§ Work required: Write out, word for word, the part of the listing below that opens with the line containing "decoding its payload" and closes with the line containing "fn read_object(&self, object_id: &ObjectId)", keeping both of those lines and adding no others.

§ Data:
•••••
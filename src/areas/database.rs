use crate::artifacts::objects::blob::Blob;
use crate::artifacts::objects::commit::Commit;
use crate::artifacts::objects::object::{Object, ObjectBox};
use crate::artifacts::objects::object_id::ObjectId;
use crate::artifacts::objects::object_kind::ObjectKind;
use crate::artifacts::objects::tag::Tag;
use crate::artifacts::objects::tree::Tree;
use crate::errors::KegError;
use anyhow::Context;
use bytes::Bytes;
use fake::rand;
use std::io::{Cursor, Read, Write};
use std::path::{Path, PathBuf};

/// Content-addressable object database
///
/// Maps an object ID to a zlib-compressed envelope on disk, sharded as
/// `<objects>/<id[0..2]>/<id[2..]>`. Objects are immutable and write-once:
/// storing the same content twice is a no-op, and a stored file is never
/// modified afterwards.
#[derive(Debug)]
pub struct Database {
    path: Box<Path>,
}

impl Database {
    pub fn new(path: Box<Path>) -> Self {
        Database { path }
    }

    pub fn objects_path(&self) -> &Path {
        &self.path
    }

    /// Store an object, returning its content address
    ///
    /// If an object with the same address already exists on disk the write
    /// is skipped: content addressing makes the second write byte-identical
    /// to the first, so there is nothing to arbitrate.
    pub fn store(&self, object: &impl Object) -> anyhow::Result<ObjectId> {
        let oid = object.object_id()?;
        let object_path = self.path.join(oid.to_path());

        if !object_path.exists() {
            std::fs::create_dir_all(
                object_path
                    .parent()
                    .context(format!("Invalid object path {}", object_path.display()))?,
            )
            .context(format!(
                "Unable to create object directory {}",
                object_path.display()
            ))?;

            self.write_object(object_path, object.serialize()?)?;
        }

        Ok(oid)
    }

    /// Whether an object with this address exists on disk
    pub fn exists(&self, object_id: &ObjectId) -> bool {
        self.path.join(object_id.to_path()).exists()
    }

    /// Load an object's kind and payload, validating the envelope
    ///
    /// Fails with `ObjectNotFound` if the sharded path is absent, and with
    /// `CorruptObject` if decompression fails, the header is malformed, or
    /// the declared length disagrees with the actual payload length.
    pub fn load(&self, object_id: &ObjectId) -> anyhow::Result<(ObjectKind, Bytes)> {
        let envelope = self.read_object(object_id)?;

        let mut reader = Cursor::new(envelope.as_ref());
        let (kind, declared_size) =
            ObjectKind::parse_header(&mut reader).map_err(|err| {
                if err.downcast_ref::<KegError>().is_some() {
                    err
                } else {
                    anyhow::Error::from(KegError::CorruptObject {
                        oid: object_id.clone(),
                        reason: err.to_string(),
                    })
                }
            })?;

        let payload = envelope.slice(reader.position() as usize..);
        if payload.len() != declared_size {
            return Err(KegError::CorruptObject {
                oid: object_id.clone(),
                reason: format!(
                    "declared size {declared_size} but payload is {} bytes",
                    payload.len()
                ),
            }
            .into());
        }

        Ok((kind, payload))
    }

    /// Load and decode an object into its typed form
    pub fn parse_object(&self, object_id: &ObjectId) -> anyhow::Result<ObjectBox> {
        let (kind, payload) = self.load(object_id)?;

        ObjectBox::parse(kind, Cursor::new(payload))
            .with_context(|| format!("Unable to decode object {object_id}"))
    }

    pub fn parse_object_as_blob(&self, object_id: &ObjectId) -> anyhow::Result<Option<Blob>> {
        match self.parse_object(object_id)? {
            ObjectBox::Blob(blob) => Ok(Some(*blob)),
            _ => Ok(None),
        }
    }

    pub fn parse_object_as_tree(&self, object_id: &ObjectId) -> anyhow::Result<Option<Tree>> {
        match self.parse_object(object_id)? {
            ObjectBox::Tree(tree) => Ok(Some(*tree)),
            _ => Ok(None),
        }
    }

    pub fn parse_object_as_commit(&self, object_id: &ObjectId) -> anyhow::Result<Option<Commit>> {
        match self.parse_object(object_id)? {
            ObjectBox::Commit(commit) => Ok(Some(*commit)),
            _ => Ok(None),
        }
    }

    pub fn parse_object_as_tag(&self, object_id: &ObjectId) -> anyhow::Result<Option<Tag>> {
        match self.parse_object(object_id)? {
            ObjectBox::Tag(tag) => Ok(Some(*tag)),
            _ => Ok(None),
        }
    }

    /// Get the kind of an object without decoding its payload
    pub fn kind_of(&self, object_id: &ObjectId) -> anyhow::Result<ObjectKind> {
        let (kind, _) = self.load(object_id)?;
        Ok(kind)
    }

    fn read_object(&self, object_id: &ObjectId) -> anyhow::Result<Bytes> {
        let object_path = self.path.join(object_id.to_path());

        if !object_path.exists() {
            return Err(KegError::ObjectNotFound(object_id.clone()).into());
        }

        let compressed = std::fs::read(&object_path).context(format!(
            "Unable to read object file {}",
            object_path.display()
        ))?;

        Self::decompress(compressed.into()).map_err(|err| {
            KegError::CorruptObject {
                oid: object_id.clone(),
                reason: err.to_string(),
            }
            .into()
        })
    }

    fn write_object(&self, object_path: PathBuf, object_content: Bytes) -> anyhow::Result<()> {
        let object_dir = object_path
            .parent()
            .context(format!("Invalid object path {}", object_path.display()))?;
        let temp_object_path = object_dir.join(Self::generate_temp_name());

        // compress the object content
        let object_content = Self::compress(object_content)?;

        let mut file = std::fs::OpenOptions::new()
            .read(true)
            .write(true)
            .create(true)
            .truncate(true)
            .open(&temp_object_path)
            .context(format!(
                "Unable to open object file {}",
                temp_object_path.display()
            ))?;

        file.write_all(&object_content).context(format!(
            "Unable to write object file {}",
            temp_object_path.display()
        ))?;

        // rename the temp file to the object file to make it atomic
        std::fs::rename(&temp_object_path, &object_path).context(format!(
            "Unable to rename object file to {}",
            object_path.display()
        ))?;

        Ok(())
    }

    fn compress(data: Bytes) -> anyhow::Result<Bytes> {
        let mut encoder =
            flate2::write::ZlibEncoder::new(Vec::new(), flate2::Compression::default());
        encoder
            .write_all(&data)
            .context("Unable to compress object content")?;

        encoder
            .finish()
            .map(|compressed_content| compressed_content.into())
            .context("Unable to finish compressing object content")
    }

    fn decompress(data: Bytes) -> anyhow::Result<Bytes> {
        let mut decoder = flate2::read::ZlibDecoder::new(&*data);
        let mut decompressed_content = Vec::new();
        decoder
            .read_to_end(&mut decompressed_content)
            .context("Unable to decompress object content")?;

        Ok(decompressed_content.into())
    }

    fn generate_temp_name() -> String {
        format!("tmp-obj-{}", rand::random::<u32>())
    }
}
use assert_fs::TempDir;
use keg::areas::refs::Refs;
use keg::artifacts::log::rev_walk::RevWalk;
use pretty_assertions::assert_eq;
use rstest::rstest;

mod common;
use common::command::{init_repository_dir, run_keg_command};
use common::store::{database_at, store_blob, store_commit, store_tree};

/// Seed a diamond-shaped history and return (a, b, c, d):
/// `d` merges `b` and `c`, which both descend from the root `a`.
fn seed_diamond(dir: &TempDir) -> Vec<keg::artifacts::objects::object_id::ObjectId> {
    let database = database_at(dir.path());
    let blob = store_blob(&database, b"hello\n");
    let tree = store_tree(&database, &[("100644", "greeting.txt", &blob)]);

    let a = store_commit(&database, &tree, &[], "root\n");
    let b = store_commit(&database, &tree, std::slice::from_ref(&a), "left\n");
    let c = store_commit(&database, &tree, std::slice::from_ref(&a), "right\n");
    let d = store_commit(&database, &tree, &[b.clone(), c.clone()], "merge\n");

    vec![a, b, c, d]
}

#[rstest]
fn diamond_history_yields_each_edge_once_in_depth_first_order(
    init_repository_dir: TempDir,
) -> Result<(), Box<dyn std::error::Error>> {
    let dir = init_repository_dir;
    let oids = seed_diamond(&dir);
    let (a, b, c, d) = (&oids[0], &oids[1], &oids[2], &oids[3]);

    let database = database_at(dir.path());
    let edges = RevWalk::new(&database, d)?.collect::<Result<Vec<_>, _>>()?;

    assert_eq!(
        edges,
        vec![
            (d.clone(), b.clone()),
            (b.clone(), a.clone()),
            (d.clone(), c.clone()),
            (c.clone(), a.clone()),
        ]
    );

    Ok(())
}

#[rstest]
fn root_commit_history_has_no_edges(
    init_repository_dir: TempDir,
) -> Result<(), Box<dyn std::error::Error>> {
    let dir = init_repository_dir;
    let oids = seed_diamond(&dir);
    let a = &oids[0];

    let database = database_at(dir.path());
    let edges = RevWalk::new(&database, a)?.collect::<Result<Vec<_>, _>>()?;

    assert!(edges.is_empty());

    Ok(())
}

#[rstest]
fn log_prints_the_history_as_a_digraph(
    init_repository_dir: TempDir,
) -> Result<(), Box<dyn std::error::Error>> {
    let dir = init_repository_dir;
    let oids = seed_diamond(&dir);
    let (a, b, c, d) = (&oids[0], &oids[1], &oids[2], &oids[3]);

    let refs = Refs::new(dir.path().join(".keg").into_boxed_path());
    refs.update_ref_file("refs/heads/master", d.to_string())?;

    let expected = format!(
        "digraph log{{\n  c_{d} -> c_{b};\n  c_{b} -> c_{a};\n  c_{d} -> c_{c};\n  c_{c} -> c_{a};\n}}\n"
    );

    run_keg_command(dir.path(), &["log"])
        .assert()
        .success()
        .stdout(expected);

    Ok(())
}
•••••
§ Solution to the exercise:
    /// Get the kind of an object without decoding its payload
    pub fn kind_of(&self, object_id: &ObjectId) -> anyhow::Result<ObjectKind> {
        let (kind, _) = self.load(object_id)?;
        Ok(kind)
    }

    fn read_object(&self, object_id: &ObjectId) -> anyhow::Result<Bytes> {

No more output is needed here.